What’s behind the popular claim that omega-6 fats cause inflammation?
One source of the claim: omega-6 fats like linoleic acid can be converted to arachidonic acid in the body.
“And arachidonic acid can get converted to prostaglandins, which can set off inflammatory responses,” notes Frank Sacks, professor of cardiovascular disease prevention at the Harvard T.H. Chan School of Public Health.
But hardly any linoleic acid actually gets converted to arachidonic.
“Although the pathway is there, it’s not active unless there’s a deficiency of omega-6 fats,” says Sacks.
And the body keeps a tight control on arachidonic acid levels.
“When you eat omega-6s, you’ll see an increase in linoleic acid, but you won’t see an increase in arachidonic acid or prostaglandins,” notes Sacks.

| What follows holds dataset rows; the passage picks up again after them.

//! Collapsing of overlapping candidates into one result per cluster
//!
//! Neighboring offsets around a true match usually clear the threshold too.
//! Candidates are visited best-first and a candidate survives only if its
//! center lands outside every rect kept so far.

use crate::geometry::{Point, Rect};

/// Anything with a score and a footprint
pub trait Detection {
    fn score(&self) -> f32;

    fn rect(&self) -> Rect;
}

/// Non-maximum suppression over match candidates
pub struct ResultDeduplicator;

impl ResultDeduplicator {
    /// Keep the best-scoring member of each spatial cluster.
    ///
    /// The output is sorted by score descending and is a fixed point: feeding
    /// it back in returns it unchanged.
    pub fn dedup<T: Detection>(mut candidates: Vec<T>) -> Vec<T> {
        if candidates.len() < 2 {
            return candidates;
        }
        candidates.sort_by(|a, b| b.score().total_cmp(&a.score()));

        let mut grid = OccupancyGrid::covering(candidates.iter().map(Detection::rect));
        let mut kept = Vec::new();
        for candidate in candidates {
            let rect = candidate.rect();
            if grid.is_occupied(rect.center()) {
                continue;
            }
            grid.occupy(&rect);
            kept.push(candidate);
        }
        kept
    }
}

/// Bitmap over the union extent of all candidate rects
struct OccupancyGrid {
    origin: Point,
    width: usize,
    height: usize,
    cells: Vec<bool>,
}

impl OccupancyGrid {
    fn covering(rects: impl Iterator<Item = Rect>) -> Self {
        let (mut min_x, mut min_y, mut max_x, mut max_y) = (i32::MAX, i32::MAX, i32::MIN, i32::MIN);
        for rect in rects {
            min_x = min_x.min(rect.x);
            min_y = min_y.min(rect.y);
            max_x = max_x.max(rect.right());
            max_y = max_y.max(rect.bottom());
        }
        if min_x > max_x || min_y > max_y {
            return Self {
                origin: Point::default(),
                width: 0,
                height: 0,
                cells: Vec::new(),
            };
        }
        let width = (max_x - min_x) as usize;
        let height = (max_y - min_y) as usize;
        Self {
            origin: Point::new(min_x, min_y),
            width,
            height,
            cells: vec![false; width * height],
        }
    }

    fn index(&self, point: Point) -> Option<usize> {
        let dx = point.x - self.origin.x;
        let dy = point.y - self.origin.y;
        if dx < 0 || dy < 0 || dx as usize >= self.width || dy as usize >= self.height {
            return None;
        }
        Some(dy as usize * self.width + dx as usize)
    }

    fn is_occupied(&self, point: Point) -> bool {
        self.index(point).is_some_and(|i| self.cells[i])
    }

    fn occupy(&mut self, rect: &Rect) {
        let x0 = (rect.x - self.origin.x).max(0) as usize;
        let y0 = (rect.y - self.origin.y).max(0) as usize;
        let x1 = ((rect.right() - self.origin.x).max(0) as usize).min(self.width);
        let y1 = ((rect.bottom() - self.origin.y).max(0) as usize).min(self.height);
        for y in y0..y1 {
            self.cells[y * self.width + x0..y * self.width + x1].fill(true);
        }
    }
}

That may explain why studies find no increase in inflammatory markers when people are given foods rich in omega-6s.
And when researchers tracked roughly 69,000 people from 30 studies, those with the highest blood levels of linoleic acid had a lower risk of cardiovascular disease. (The analysis was partly funded by mayo and margarine maker Unilever. Both foods are rich in omega-6 fats.)
What’s more, when people were randomly assigned to eat more omega-6 fats instead of saturated fats, they had a lower risk of heart disease.
“There is no good clinical research that shows adverse effects for omega-6 fats,” says Sacks. “In fact, studies actually show beneficial effects.”
The bottom line
Researchers still don’t know which foods cause inflammation, but there’s no good evidence that omega-6 fats are to blame.